O ritmo insistente da comunicação serve para reforçar convicções e metas. Em nossa experiência, as características da comunicação eficaz incluem reafirmar a visão e a razão de ser da empresa, destacar validações externas significativas, definir expectativas ambiciosas, porém realistas, mostrar autenticidade (mesmo quando houver contratempos), celebrar o progresso, entender os fatos mais relevantes (como o progresso alcançado em relação aos KPIs) e manter a mensagem coesa. Este último ponto merece ser enfatizado. Um bom programa de comunicação deve ser pensado como uma narrativa do CEO, na qual a construção de negócios tem papel contínuo e proeminente na estratégia geral.

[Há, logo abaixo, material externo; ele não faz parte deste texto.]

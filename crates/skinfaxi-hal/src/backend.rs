//! Backend trait and availability types.
//!
//! The [`Backend`] trait defines the lifecycle for interacting with a
//! quantum backend:
//!
//! ```text
//!   capabilities() ──→ submit() ──→ status() ──→ result()
//!    (sync, &ref)       (async)      (async)      (async)
//! ```
//!
//! Design principles:
//!
//! - **Async-native**: all I/O methods are async.
//! - **Thread-safe**: `Send + Sync` bound enables shared ownership.
//! - **Infallible introspection**: `capabilities()` is synchronous and
//!   infallible — a backend that cannot report capabilities without I/O
//!   is not correctly initialized.
//! - **Bounded waits**: `wait()` takes an explicit timeout; no method
//!   blocks indefinitely on a hardware queue.

use std::time::Duration;

use async_trait::async_trait;

use skinfaxi_ir::Circuit;

use crate::capability::Capabilities;
use crate::error::{HalError, HalResult};
use crate::job::{JobId, JobStatus};
use crate::result::{BackendKind, ExecutionResult};

/// Trait for quantum backends.
///
/// Covers the full job lifecycle: introspection, submission, status
/// polling, result retrieval, and cancellation.
///
/// # Contract
///
/// - `capabilities()` MUST be synchronous and infallible; implementations
///   cache capabilities at construction time.
/// - `submit()` MUST return a `JobId` with initial status `Queued` (or
///   `Completed` for backends that execute inline).
/// - `result()` MUST only be called when status is `Completed`.
/// - `wait()` has a provided implementation (500 ms poll, caller-supplied
///   timeout).
#[async_trait]
pub trait Backend: Send + Sync {
    /// Get the name of this backend.
    fn name(&self) -> &str;

    /// Where results from this backend come from.
    fn kind(&self) -> BackendKind;

    /// Get the capabilities of this backend.
    fn capabilities(&self) -> &Capabilities;

    /// Check backend availability with queue depth information.
    async fn availability(&self) -> HalResult<BackendAvailability>;

    /// Submit a circuit for execution.
    ///
    /// Returns a job ID that can be used to check status and retrieve
    /// results.
    async fn submit(&self, circuit: &Circuit, shots: u32) -> HalResult<JobId>;

    /// Get the status of a job.
    async fn status(&self, job_id: &JobId) -> HalResult<JobStatus>;

    /// Get the result of a completed job.
    async fn result(&self, job_id: &JobId) -> HalResult<ExecutionResult>;

    /// Cancel a running job.
    async fn cancel(&self, job_id: &JobId) -> HalResult<()>;

    /// Wait for a job to complete and return its result.
    ///
    /// Polls every 500 ms until the job reaches a terminal state or the
    /// timeout elapses.
    async fn wait(&self, job_id: &JobId, timeout: Duration) -> HalResult<ExecutionResult> {
        use tokio::time::sleep;

        let poll_interval = Duration::from_millis(500);
        let deadline = tokio::time::Instant::now() + timeout;

        loop {
            let status = self.status(job_id).await?;

            match status {
                JobStatus::Completed => return self.result(job_id).await,
                JobStatus::Failed(msg) => return Err(HalError::JobFailed(msg)),
                JobStatus::Cancelled => return Err(HalError::JobCancelled),
                JobStatus::Queued | JobStatus::Running => {
                    if tokio::time::Instant::now() >= deadline {
                        return Err(HalError::Timeout(job_id.0.clone()));
                    }
                    sleep(poll_interval).await;
                }
            }
        }
    }
}

/// Backend availability information.
///
/// Richer than a simple boolean so the dispatcher can weigh queue depth
/// when choosing among hardware devices.
#[derive(Debug, Clone)]
pub struct BackendAvailability {
    /// Whether the backend is currently accepting jobs.
    pub is_available: bool,
    /// Number of jobs currently in queue (if known).
    pub queue_depth: Option<u32>,
    /// Human-readable status message.
    pub status_message: Option<String>,
}

impl BackendAvailability {
    /// Availability for a backend that is always available.
    ///
    /// Typical for simulators — zero queue, zero wait.
    pub fn always_available() -> Self {
        Self {
            is_available: true,
            queue_depth: Some(0),
            status_message: None,
        }
    }

    /// Availability for an offline backend.
    pub fn unavailable(reason: impl Into<String>) -> Self {
        Self {
            is_available: false,
            queue_depth: None,
            status_message: Some(reason.into()),
        }
    }
}

#[cfg(test)]
mod tests {
    use super::*;

    #[test]
    fn test_always_available() {
        let avail = BackendAvailability::always_available();
        assert!(avail.is_available);
        assert_eq!(avail.queue_depth, Some(0));
        assert!(avail.status_message.is_none());
    }

    #[test]
    fn test_unavailable() {
        let avail = BackendAvailability::unavailable("maintenance");
        assert!(!avail.is_available);
        assert_eq!(avail.status_message, Some("maintenance".to_string()));
    }
}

Quando os CEOs colocam em ação sua estratégia de comunicação, eles precisam se proteger da estagnação comunicativa que, inevitavelmente, se estabelece com o tempo. Portanto, sua mensagem tem que evoluir à medida que o novo negócio muda – afinal, trata-se de uma história, não de um conjunto estático de tópicos de discussão. Criar entusiasmo é importante no início, sem dúvida, mas a mensagem precisa mudar e focar o progresso operacional à medida que o novo negócio amadurece.
Construir um novo negócio não pode ser um projeto paralelo nem um experimento aleatório se a empresa quiser aumentar suas receitas, fortalecer sua posição no mercado e manter-se à frente das disrupções do setor. A construção de novos negócios deve se tornar uma capacidade institucional e gerencial indispensável para impulsionar o crescimento e aumentar a resiliência. Isso só acontecerá, no entanto, quando os CEOs focarem as tarefas nas quais têm autoridade e influência singulares, e quando dedicarem seu tempo, energia e coragem a elas.